Snakes find the area congenial. So do humans.
For winter-numbed prairie farmers, Vancouver’s soaring real-
estate refugees, well-heeled vacationers from the United
States, skiers and Ironman athletes, the Okanagan is a playground,
despite its serpents. It has orchards, vineyards, sandy
beaches, deep blue lakes, ski hills in the surrounding mountains,
ponderosa pine forests, long hot summers and short
mild winters.
One visit, and you’ll want to live there. The region’s attractions
are irresistible. In 1961, Kelowna, the biggest city in the
valley, had a population of 13,000. Today, it has 106,000 is and
one of the fastest-growing metropolitan areas in the country.
Blame the appeal of the place, at least in part, on the adiabatic
lapse rate. Put down the dictionary, and I’ll explain.
The valley is cradled on the west and east by mountains.

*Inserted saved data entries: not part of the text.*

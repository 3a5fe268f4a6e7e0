//! Controller half of pair-setup and pair-verify, for driving the accessory.

#![allow(dead_code)]

use hap_crypto::{
    chacha::{self, labels, Nonce12},
    curve25519::EcdhKeyPair,
    ed25519::{self, IdentityKeyPair},
    hkdf,
    keys::{SessionKeys, SharedSecret},
    srp::{SrpClient, SrpProof, PAIR_SETUP_USERNAME},
    tlv::{Tlv8, TlvType},
};
use rand::rngs::OsRng;

pub const ACCESSORY_ID: &str = "AA:BB:CC:DD:EE:FF";
pub const SETUP_CODE: &str = "031-45-154";

pub struct Controller {
    pub id: String,
    pub identity: IdentityKeyPair,
    srp: Option<(SrpClient, SrpProof)>,
    ephemeral: Option<EcdhKeyPair>,
    ephemeral_public: [u8; 32],
    verify_key: Option<[u8; 32]>,
    accessory_ephemeral: [u8; 32],
    shared: Option<SharedSecret>,
    pub accessory_ltpk: Option<[u8; 32]>,
}

impl Controller {
    pub fn new(id: &str) -> Self {
        Self {
            id: id.to_string(),
            identity: IdentityKeyPair::generate(&mut OsRng),
            srp: None,
            ephemeral: None,
            ephemeral_public: [0u8; 32],
            verify_key: None,
            accessory_ephemeral: [0u8; 32],
            shared: None,
            accessory_ltpk: None,
        }
    }

    pub fn setup_m1(&self) -> Vec<u8> {
        Tlv8::new()
            .with_state(1)
            .with(TlvType::Method, [0u8].as_slice())
            .encode()
    }

    pub fn setup_m3(&mut self, m2: &[u8], code: &str) -> Vec<u8> {
        let tlv = Tlv8::parse(m2).unwrap();
        assert_eq!(tlv.state(), Some(2));
        assert!(tlv.error().is_none(), "M2 carried an error");

        let client = SrpClient::new(PAIR_SETUP_USERNAME, code.as_bytes(), &mut OsRng);
        let proof = client
            .process_challenge(
                tlv.require(TlvType::Salt).unwrap(),
                tlv.require(TlvType::PublicKey).unwrap(),
            )
            .unwrap();

        let m3 = Tlv8::new()
            .with_state(3)
            .with(TlvType::PublicKey, client.public_key())
            .with(TlvType::Proof, proof.client_proof.as_slice())
            .encode();
        self.srp = Some((client, proof));
        m3
    }

    pub fn setup_m5(&mut self, m4: &[u8]) -> Vec<u8> {
        let tlv = Tlv8::parse(m4).unwrap();
        assert_eq!(tlv.state(), Some(4));
        let (client, proof) = self.srp.as_ref().unwrap();
        assert!(client.verify_server_proof(
            tlv.require(TlvType::Proof).unwrap(),
            &proof.expected_server_proof
        ));

        let k = &proof.shared_secret;
        let key = hkdf::derive_pair_setup_key(k).unwrap();
        let controller_x = hkdf::derive_controller_sign_key(k).unwrap();

        let ltpk = self.identity.public_key();
        let mut info = controller_x.to_vec();
        info.extend_from_slice(self.id.as_bytes());
        info.extend_from_slice(&ltpk);
        let signature = self.identity.sign(&info);

        let sub = Tlv8::new()
            .with(TlvType::Identifier, self.id.as_bytes())
            .with(TlvType::PublicKey, ltpk.as_slice())
            .with(TlvType::Signature, signature.as_slice())
            .encode();
        let encrypted =
            chacha::seal(&key, &Nonce12::from_label(labels::PS_MSG05), &sub, &[]).unwrap();

        Tlv8::new()
            .with_state(5)
            .with(TlvType::EncryptedData, encrypted)
            .encode()
    }

    /// Check M6 and remember the accessory's long-term key.
    pub fn setup_finish(&mut self, m6: &[u8]) {
        let tlv = Tlv8::parse(m6).unwrap();
        assert_eq!(tlv.state(), Some(6));
        assert!(tlv.error().is_none(), "M6 carried an error");

        let (_, proof) = self.srp.take().unwrap();
        let k = &proof.shared_secret;
        let key = hkdf::derive_pair_setup_key(k).unwrap();
        let sub = chacha::open(
            &key,
            &Nonce12::from_label(labels::PS_MSG06),
            tlv.require(TlvType::EncryptedData).unwrap(),
            &[],
        )
        .unwrap();
        let sub = Tlv8::parse(&sub).unwrap();

        let accessory_id = sub.require(TlvType::Identifier).unwrap();
        let accessory_ltpk = sub.require_array::<32>(TlvType::PublicKey).unwrap();
        let signature = sub.require_array::<64>(TlvType::Signature).unwrap();

        let accessory_x = hkdf::derive_accessory_sign_key(k).unwrap();
        let mut info = accessory_x.to_vec();
        info.extend_from_slice(accessory_id);
        info.extend_from_slice(&accessory_ltpk);
        ed25519::verify(&accessory_ltpk, &info, &signature).unwrap();

        self.accessory_ltpk = Some(accessory_ltpk);
    }

    pub fn verify_m1(&mut self) -> Vec<u8> {
        let ephemeral = EcdhKeyPair::generate(&mut OsRng);
        self.ephemeral_public = ephemeral.public_key();
        self.ephemeral = Some(ephemeral);
        Tlv8::new()
            .with_state(1)
            .with(TlvType::PublicKey, self.ephemeral_public.as_slice())
            .encode()
    }

    pub fn verify_m3(&mut self, m2: &[u8]) -> Vec<u8> {
        let tlv = Tlv8::parse(m2).unwrap();
        assert_eq!(tlv.state(), Some(2));
        let accessory_public = tlv.require_array::<32>(TlvType::PublicKey).unwrap();

        let shared = self
            .ephemeral
            .take()
            .unwrap()
            .diffie_hellman(&accessory_public)
            .unwrap();
        let shared = SharedSecret::new(shared.to_vec());
        let key = SessionKeys::derive_pair_verify_key(&shared).unwrap();

        let sub = chacha::open(
            key.as_bytes(),
            &Nonce12::from_label(labels::PV_MSG02),
            tlv.require(TlvType::EncryptedData).unwrap(),
            &[],
        )
        .unwrap();
        let sub = Tlv8::parse(&sub).unwrap();
        let accessory_id = sub.require(TlvType::Identifier).unwrap().to_vec();
        let signature = sub.require_array::<64>(TlvType::Signature).unwrap();

        if let Some(ltpk) = self.accessory_ltpk {
            let mut info = accessory_public.to_vec();
            info.extend_from_slice(&accessory_id);
            info.extend_from_slice(&self.ephemeral_public);
            ed25519::verify(&ltpk, &info, &signature).unwrap();
        }

        let mut info = self.ephemeral_public.to_vec();
        info.extend_from_slice(self.id.as_bytes());
        info.extend_from_slice(&accessory_public);
        let signature = self.identity.sign(&info);

        let payload = Tlv8::new()
            .with(TlvType::Identifier, self.id.as_bytes())
            .with(TlvType::Signature, signature.as_slice())
            .encode();
        let encrypted = chacha::seal(
            key.as_bytes(),
            &Nonce12::from_label(labels::PV_MSG03),
            &payload,
            &[],
        )
        .unwrap();

        self.accessory_ephemeral = accessory_public;
        self.verify_key = Some(*key.as_bytes());
        self.shared = Some(shared);

        Tlv8::new()
            .with_state(3)
            .with(TlvType::EncryptedData, encrypted)
            .encode()
    }

    /// Session keys as seen by the controller after M4.
    pub fn session_keys(&self) -> SessionKeys {
        SessionKeys::derive(self.shared.as_ref().unwrap()).unwrap()
    }
}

Wet air masses arriving from the Pacific Ocean rise as they
cross the Coast Mountains. In doing so, they expand and
cool (height and temperature correlations are defined by the
adiabatic lapse rate), which makes them less able to hold
moisture. So the mountaintops benefit from a steady delivery
of rain and snow.
When those same air masses descend into the valley, they
compress and warm, becoming giant sponges. That accounts for
the near desert conditions in the Okanagan. Rising again, over
the Monashee Mountains to the east, the withheld moisture is
released. Thus nearby ski hills and dense forests.
While the weather patterns have shaped the valley’s distinctive
ecology, it is the big lakes — Okanagan, Skaha, Vaseux and, near the U.S. border, Osoyoos — that give the region its singular
geographical character. Those lakes aren’t reservoirs created by
dams, as is the case with many lakes in the arid western United
States. They are natural lakes, the remnants of glaciers lodged
in deep clefts in the valley.
Surrounding the lakes are hot, dry benches, once graced by
orchards and now, increasingly, sprouting orderly rows of vineyards.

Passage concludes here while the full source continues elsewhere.